I posted the following on another forum earlier this week which is purely for Hodgkin’s but thought I would share it here as it sums up my emotions perfectly at the moment so sorry if you’ve already seen it. 

Really enjoyed what will probably be my last run for a while this morning as later this week (6th) I will be admitted to Plymouth hospital for my Allo stem cell transplant in the hope that we can finally get on top of this horrible disease. I’m really going to miss it and not just the fitness aspect but also the social side and especially the many wonderful friends I’ve made who have supported me in my battle over the past year or two.
It’s hard to believe that not the long ago I was diagnosed with the relatively rare blood cancer, Hodgkin’s Lymphoma but can remember the consultant telling me it was very treatable with a cure rate at nearly 90% but yet here I am nearly two years and 6 failed treatments later literally still fighting for my life but yet still feeling truly blessed to have so many wonderful people in my life, the ones that have kept me believing throughout all this, my amazing family & wonderful friends.
Thursday I start my conditioning chemo before I receive my completely new stem cell and immune system from my donor in Germany who has kindly agreed to do this.
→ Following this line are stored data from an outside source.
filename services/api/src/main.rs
use goods_review_api::run;

#[tokio::main]
async fn main() {
    if let Err(err) = run().await {
        eprintln!("application error: {err}");
        std::process::exit(1);
    }
}
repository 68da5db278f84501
mod common;
mod routing;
The cells are a 9/10 match which isn’t perfect so I’m fully aware it comes with increased and life threatening risks but I will be forever grateful to this person for potentially saving my life and giving me a chance.
I’m not going to lie and act all brave so I will just be honest and tell you how scared I am. I’m scared I won’t be there to watch my daughter Jaime graduate university and get her dream job as a nurse or walk her down the aisle, I’m scared I won’t be there to watch Oliver my eldest boy become a mechanic, pass his driving test or take him for a pint, I’m scared I won’t be there to watch Charlie my 8 year old become an aircraft engineer or even better score the winning goal for Leeds Utd in the Champions League final. I’m scared I won’t be able to grow old with Marissa, the woman I love with all my heart and the fantastic mother of our three children but mostly importantly I’m scared I won’t be there to tell them all just how much I love them and how proud I am of them all. The past 2 years have been horrible for me but it’s even harder on these four and especially the children. This should be the happiest and most care free times of their lives but it’s not and even though it’s not my fault, I am responsible and that really upsets me.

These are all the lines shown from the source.